We don’t all write beast heroes—how boring would that be?
But whether the main character is….
A Dream Boss who will make your cynical heart BELIEVE….
A New Bestie (or two) who’s down to live out a true-crime podcast fantasy with you….
OR
A Best Friend Mr. Right you should be with instead of Your Current Boyfriend Mr. Wrong….
Writers help themselves when they help us understand what makes their main character so yummy from the start—in the description and/or within the first few minutes of consumption.
ASSIGNMENT: Visit the book with the main character your readers love the most. Break down that main character’s UF butter and make sure at least a dab or two features in your book description. Mmm!
Note: If you don’t feel like clicking the links, I’ve put all the shows with yummy main characters in the comments. Let me know how many you guessed right!
And read the other reasons your books might not be selling….
A Dream Boss who will make your cynical heart BELIEVE….Ted Lasso (Apple TV)

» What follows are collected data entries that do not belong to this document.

//! Batch scheduler for concurrency control.
//!
//! Bounds how many batches are fetched, chunked and stored at the same time
//! across every invocation served by one handler.

use std::sync::Arc;
use tokio::sync::{OwnedSemaphorePermit, Semaphore};

use crate::error::AppError;

// ─────────────────────────────────────────────────────────────────────────────
// BatchScheduler
// ─────────────────────────────────────────────────────────────────────────────

/// Scheduler that limits the number of batches in flight.
///
/// One invocation never holds more permits than its buffered stream allows;
/// the semaphore is what bounds batches when several invocations share a
/// handler. Permits are released when dropped, so a batch that fails or is cancelled
/// always frees its slot.
#[derive(Clone)]
pub struct BatchScheduler {
    sem: Arc<Semaphore>,
    max: usize,
}

impl BatchScheduler {
    /// Creates a scheduler allowing `max_concurrent` batches at once.
    ///
    /// # Errors
    ///
    /// Returns `AppError::Config` if `max_concurrent` is 0.
    pub fn new(max_concurrent: usize) -> Result<Self, AppError> {
        if max_concurrent == 0 {
            return Err(AppError::Config(
                "max_concurrent_batches must be greater than 0".into(),
            ));
        }

        Ok(Self {
            sem: Arc::new(Semaphore::new(max_concurrent)),
            max: max_concurrent,
        })
    }

    /// Acquires a permit, waiting if all slots are currently in use.
    pub async fn acquire(&self) -> Result<BatchPermit, AppError> {
        let permit = self
            .sem
            .clone()
            .acquire_owned()
            .await
            .map_err(|e| AppError::Internal(format!("Batch scheduler closed: {}", e)))?;

        Ok(BatchPermit {
            _permit: permit,
            max: self.max,
            sem: self.sem.clone(),
        })
    }

    /// Returns the number of batches currently in flight.
    pub fn active_batches(&self) -> usize {
        self.max - self.sem.available_permits()
    }

    /// Returns the maximum number of batches in flight.
    pub fn max_batches(&self) -> usize {
        self.max
    }
}

// ─────────────────────────────────────────────────────────────────────────────
// BatchPermit
// ─────────────────────────────────────────────────────────────────────────────

/// A slot held by one in-flight batch; released on drop.
pub struct BatchPermit {
    _permit: OwnedSemaphorePermit,
    max: usize,
    sem: Arc<Semaphore>,
}

impl BatchPermit {
    /// Returns the number of batches in flight (including this one).
    pub fn active_batches(&self) -> usize {
        self.max - self.sem.available_permits()
    }
}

A New Bestie (or two) who’s down to live out a true-crime podcast fantasy with you….Only Murders in the Building (Hulu)
OR
A Best Friend Mr. Right you should be with instead of Your Current Boyfriend Mr. Wrong…. The Office (Peacock)
I have to admit, I've bought the book but I haven't read it yet. This might be covered, but it's also what's keeping me from reading:
The term universal fantasy is just not working for me. Because a lot of the mentioned fantasies are not only not my fantasy but are actively on my Ick List.
Different strokes and all that, but I not only find these things unappealing intellectually but emotionally as well. A kidnapper hero? No thanks, he sounds like a jerk. I can get the intellectual appeal (obsession) and if I imagine Mike Cotler playing him as Lemond Bishop, I can actually feel the appeal for five minutes, but beyond the erm, short term uses of the fantasy, I can't get into it. And I do write sexy books but I don't write porn (or even erotica) so I can't really use that as a way into my books.
On the other end of the nice spectrum, I also tune out the Ted Lasso scenes where Ted is convincing everyone to believe. There are other things I like about the show (Rebecca as a HBIC I want to be) but that isn't one of them. And I'm well aware a lot of my "universal fantasies" are actively not aligned with my genre (see Rebecca as HBIC).